* _What is needed_:
I would like each line of the data that holds the word "impl" copied out.

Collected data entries

//! Sampler objects.

use crate::context::Context;
use crate::device::NativeDevice;
use crate::error::Result;
use crate::refs::{InternalRef, OwnedRef};

use rocl_engine::{CpuSlot, ImmediateContext};
use rocl_hal::{AddressMode, Backend, Descriptor, DescriptorKind, FilterMode, SamplerDesc};

use parking_lot::Mutex;
use std::sync::Arc;

/// An immutable sampler plus its lazily created device descriptor.
pub struct Sampler<B: Backend> {
    context: InternalRef<Context<B>>,
    desc: SamplerDesc,
    slots: Mutex<Vec<(Arc<NativeDevice<B>>, CpuSlot)>>,
}

impl<B: Backend> Sampler<B> {
    pub fn create(
        context: &OwnedRef<Context<B>>,
        normalized_coords: bool,
        address_mode: AddressMode,
        filter: FilterMode,
    ) -> OwnedRef<Sampler<B>> {
        OwnedRef::new(Sampler {
            context: context.internal(),
            desc: SamplerDesc {
                address_mode,
                filter,
                normalized_coords,
            },
            slots: Mutex::new(Vec::new()),
        })
    }

    pub fn context(&self) -> &InternalRef<Context<B>> {
        &self.context
    }

    pub fn desc(&self) -> SamplerDesc {
        self.desc
    }

    /// CL-encoded addressing mode, for the specialization key.
    pub fn addressing_mode_bits(&self) -> u32 {
        match self.desc.address_mode {
            AddressMode::None => 0,
            AddressMode::ClampToEdge => 2,
            AddressMode::ClampToBorder => 3,
            AddressMode::Repeat => 4,
            AddressMode::MirroredRepeat => 5,
        }
    }

    pub(crate) fn descriptor_slot(
        &self,
        native: &Arc<NativeDevice<B>>,
        ctx: &mut ImmediateContext<B>,
    ) -> Result<CpuSlot> {
        let mut slots = self.slots.lock();
        if let Some((_, slot)) = slots.iter().find(|(n, _)| Arc::ptr_eq(n, native)) {
            return Ok(*slot);
        }
        let _ = ctx;
        let resources = native.resources();
        let slot = resources.allocate_descriptor(DescriptorKind::Sampler)?;
        resources.write_descriptor(
            DescriptorKind::Sampler,
            slot,
            Descriptor::Sampler(self.desc),
        );
        slots.push((Arc::clone(native), slot));
        Ok(slot)
    }
}

impl<B: Backend> Drop for Sampler<B> {
    fn drop(&mut self) {
        for (native, slot) in self.slots.get_mut().iter() {
            native
                .resources()
                .free_descriptor(DescriptorKind::Sampler, *slot);
        }
    }
}

impl<B: Backend> std::fmt::Debug for Sampler<B> {
    fn fmt(&self, f: &mut std::fmt::Formatter) -> std::fmt::Result {
        f.debug_struct("Sampler").field("desc", &self.desc).finish()
    }
}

* _Reply to the exercise_:
impl<B: Backend> Sampler<B> {
impl<B: Backend> Drop for Sampler<B> {
impl<B: Backend> std::fmt::Debug for Sampler<B> {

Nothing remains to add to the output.